Будденброки (Манн) - страница 19

Некоторые детали главы, посвященной теме ревности, почти текстуально совпадают со сходными положениями в «Крейцеровой сонате»: к примеру, этот страх перед внезапно наступающей тишиной вслед за экстатическим неистовством звуков («Ни одна половица не скрипнет, никто даже стулом не двинет. Греховная, немая, сомнительная тишина!»); или смутное понимание маленьким Ганно отцовских мучений, а также эта полная невозможность объясниться с женой из боязни «сделать себя смешным и в ее глазах». Но вместе с тем все эти, казалось бы, столь очевидные заимствования вытекают из самой сути индивидуально-психологического конфликта Томаса Будденброка, его личной и социальной душевной драмы.
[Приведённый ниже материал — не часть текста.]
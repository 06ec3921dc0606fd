use std::path::PathBuf;
use std::sync::Arc;

use clap::{Parser, ValueEnum};
use tracing_subscriber::{layer::SubscriberExt, util::SubscriberInitExt};

use vision_rtc::config::ConfigStore;
use vision_rtc::overlay::Color;
use vision_rtc::video::{ReplayEncoderFactory, Resolution, TestPatternCamera};
use vision_rtc::SessionManager;

/// Log level for the application
#[derive(Debug, Clone, Copy, Default, ValueEnum)]
enum LogLevel {
    Error,
    Warn,
    #[default]
    Info,
    Verbose,
    Debug,
    Trace,
}

/// vision-rtc command line arguments
#[derive(Parser, Debug)]
#[command(name = "vision-rtc")]
#[command(version, about = "Low-latency WebRTC camera streamer", long_about = None)]
struct CliArgs {
    /// Annex-B H.264/H.265 file replayed as the encoder output
    #[arg(short = 's', long, value_name = "FILE")]
    stream_file: PathBuf,

    /// Bind address for the bootstrap page (overrides database config)
    #[arg(short = 'a', long, value_name = "ADDRESS")]
    address: Option<String>,

    /// Bootstrap HTTP port (overrides database config)
    #[arg(short = 'p', long, value_name = "PORT")]
    http_port: Option<u16>,

    /// Signaling port (overrides database config)
    #[arg(long, value_name = "PORT")]
    signaling_port: Option<u16>,

    /// Remote signaling address; joins a rendezvous server instead of hosting one
    #[arg(long, value_name = "ADDRESS")]
    signaling_ip: Option<String>,

    /// Video codec: h264 or h265 (overrides database config)
    #[arg(short = 'c', long, value_name = "CODEC")]
    codec: Option<String>,

    /// Rate control: cbr or vbr (overrides database config)
    #[arg(long, value_name = "MODE")]
    rate_control: Option<String>,

    /// Target bitrate in bits per second (overrides database config)
    #[arg(short = 'b', long, value_name = "BPS")]
    bitrate: Option<u32>,

    /// ICE server URL, empty for host candidates only (overrides database config)
    #[arg(long, value_name = "URL")]
    stun_server: Option<String>,

    /// Camera resolution as WIDTHxHEIGHT
    #[arg(long, value_name = "WxH", default_value = "1280x720", value_parser = parse_resolution)]
    resolution: Resolution,

    /// Camera frame rate
    #[arg(long, default_value_t = 30)]
    fps: u32,

    /// Data directory path (default: /etc/vision-rtc)
    #[arg(short = 'd', long, value_name = "DIR")]
    data_dir: Option<PathBuf>,

    /// Log level (error, warn, info, verbose, debug, trace)
    #[arg(short = 'l', long, value_name = "LEVEL", default_value = "info")]
    log_level: LogLevel,

    /// Increase verbosity (-v for verbose, -vv for debug, -vvv for trace)
    #[arg(short = 'v', long, action = clap::ArgAction::Count)]
    verbose: u8,
}

#[tokio::main]
async fn main() -> anyhow::Result<()> {
    let args = CliArgs::parse();
    init_logging(args.log_level, args.verbose);

    tracing::info!("Starting vision-rtc v{}", env!("CARGO_PKG_VERSION"));

    let data_dir = args.data_dir.clone().unwrap_or_else(get_data_dir);
    tracing::info!("Data directory: {}", data_dir.display());
    tokio::fs::create_dir_all(&data_dir).await?;

    let config_store = ConfigStore::new(&data_dir.join("vision-rtc.db")).await?;
    let mut config = (*config_store.get()).clone();

    // CLI overrides are applied for this run only
    if let Some(address) = &args.address {
        config.stream.ip = address.clone();
    }
    if let Some(port) = args.http_port {
        config.stream.port = port;
    }
    if let Some(port) = args.signaling_port {
        config.stream.signaling_port = port;
    }
    if let Some(ip) = &args.signaling_ip {
        config.stream.signaling_ip = ip.clone();
    }
    if let Some(codec) = &args.codec {
        config.stream.codec = codec.clone();
    }
    if let Some(rc) = &args.rate_control {
        config.stream.rate_control = rc.clone();
    }
    if let Some(bitrate) = args.bitrate {
        config.stream.bitrate = bitrate;
    }
    if let Some(stun) = &args.stun_server {
        config.stream.stun_server = stun.clone();
    }

    let encoders = Arc::new(ReplayEncoderFactory::new(&args.stream_file));
    let manager = SessionManager::new(config, encoders)?;

    let camera = TestPatternCamera::new(args.resolution, args.fps)?;
    manager.bind_camera(Arc::new(camera))?;

    // Border region on the software overlay plane; a device build installs
    // its composition hardware with `with_overlay_backend`
    if let Err(e) = manager.draw_rect(
        0,
        0,
        0,
        args.resolution.width as i32,
        args.resolution.height as i32,
        Color::GREEN,
        4,
    ) {
        tracing::warn!("Failed to draw overlay border: {}", e);
    }

    manager.start().await?;
    for url in manager.get_urls() {
        tracing::info!("Viewer page: {}", url);
    }

    let mut events = manager.events().subscribe();
    let event_log = tokio::spawn(async move {
        while let Ok(event) = events.recv().await {
            tracing::debug!("Event: {}", event.event_name());
        }
    });

    tokio::signal::ctrl_c().await?;
    tracing::info!("Shutdown signal received");

    manager.stop().await?;
    event_log.abort();
    tracing::info!("Bye");
    Ok(())
}

fn parse_resolution(s: &str) -> Result<Resolution, String> {
    let (w, h) = s
        .split_once(['x', 'X'])
        .ok_or_else(|| format!("Expected WIDTHxHEIGHT, got {}", s))?;
    let width = w.trim().parse().map_err(|_| format!("Invalid width: {}", w))?;
    let height = h.trim().parse().map_err(|_| format!("Invalid height: {}", h))?;
    Ok(Resolution::new(width, height))
}

fn init_logging(level: LogLevel, verbose_count: u8) {
    // Verbose count overrides log level
    let effective_level = match verbose_count {
        0 => level,
        1 => LogLevel::Verbose,
        2 => LogLevel::Debug,
        _ => LogLevel::Trace,
    };

    let filter = match effective_level {
        LogLevel::Error => "vision_rtc=error,tower_http=error",
        LogLevel::Warn => "vision_rtc=warn,tower_http=warn",
        LogLevel::Info => "vision_rtc=info,tower_http=info",
        LogLevel::Verbose => "vision_rtc=debug,tower_http=info",
        LogLevel::Debug => "vision_rtc=debug,tower_http=debug,webrtc=info",
        LogLevel::Trace => "vision_rtc=trace,tower_http=debug,webrtc=debug",
    };

    // Environment variable takes highest priority
    let env_filter =
        tracing_subscriber::EnvFilter::try_from_default_env().unwrap_or_else(|_| filter.into());

    if let Err(err) = tracing_subscriber::registry()
        .with(env_filter)
        .with(tracing_subscriber::fmt::layer())
        .try_init()
    {
        eprintln!("failed to initialize tracing: {}", err);
    }
}

/// Get the application data directory
fn get_data_dir() -> PathBuf {
    if let Ok(path) = std::env::var("VISION_RTC_DATA_DIR") {
        return PathBuf::from(path);
    }
    PathBuf::from("/etc/vision-rtc")
}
Испытывал ли ревность сенатор Будденброк? Он сомневался в этом. Если испытывал, то не по-позднышевски, не отдаваясь пусть сумасбродному и безобразному, но все же сильному чувству. Да и ревновал он не кого-то к кому-то, не к музыканту-офицеру, а к музыке, которой отгородились от него и от дела его жизни жена и единственный сын и наследник. И, в довершение полного развала фирмы и давних семейных традиций, еще эти выставлявшие его в смешном виде городские пересуды!

Естественно, что именно теперь, в состоянии тяжкой депрессии, когда он сполна осознавал, что в битве «всех против всех» он потерпел поражение и что даже былые его успехи — «сенатор» и «дом» — были только лживыми символами мнимого счастья и расцвета, этот вконец затравленный человек нашел нежданное утешение в пессимистической метафизике Шопенгауэра. Весь мир «явлений» и «мнимо-отдельных существ», не сознающих своей нерасторжимой причастности к единой всемирной жизни, Шопенгауэром объявлялся преходящим и иллюзорным. Преодоление метафизической, первородной «воли к существованию», частица которой живет и действует в каждом живом существе, стремясь охватить и отхватить все больший и больший участок жизни в ущерб другим существам, — вот что вменяет Шопенгауэр в этический долг человеку, призывая его досрочно погрузиться в «нирвану» и тем самым прижизненно выйти из порочного круга страданий.

Томасу Будденброку случайно попадает в руки «Мир как воля и представление». С биением в сердце он читает главу «О смерти» и тут же начинает думать в духе шопенгауэровского пессимизма, для которого смерть — редкий час счастливого озарения: «Где я буду, когда умру? По ведь это ясно как день, поразительно просто! Я буду во всех, кто когда-либо говорил, говорит или будет говорить «я», и прежде всего в тех, кто скажет это «я» сильнее, радостнее… Где-то в миро подрастает юноша, талантливый, наделенный всем, что нужно в жизни, способный развивать свои задатки, статный, не знающий печали, чистый, жестокий, жизнерадостный, один из тех, чья личность делает счастливых еще счастливее, а несчастных повергает в отчаяние, — вот это мой сын!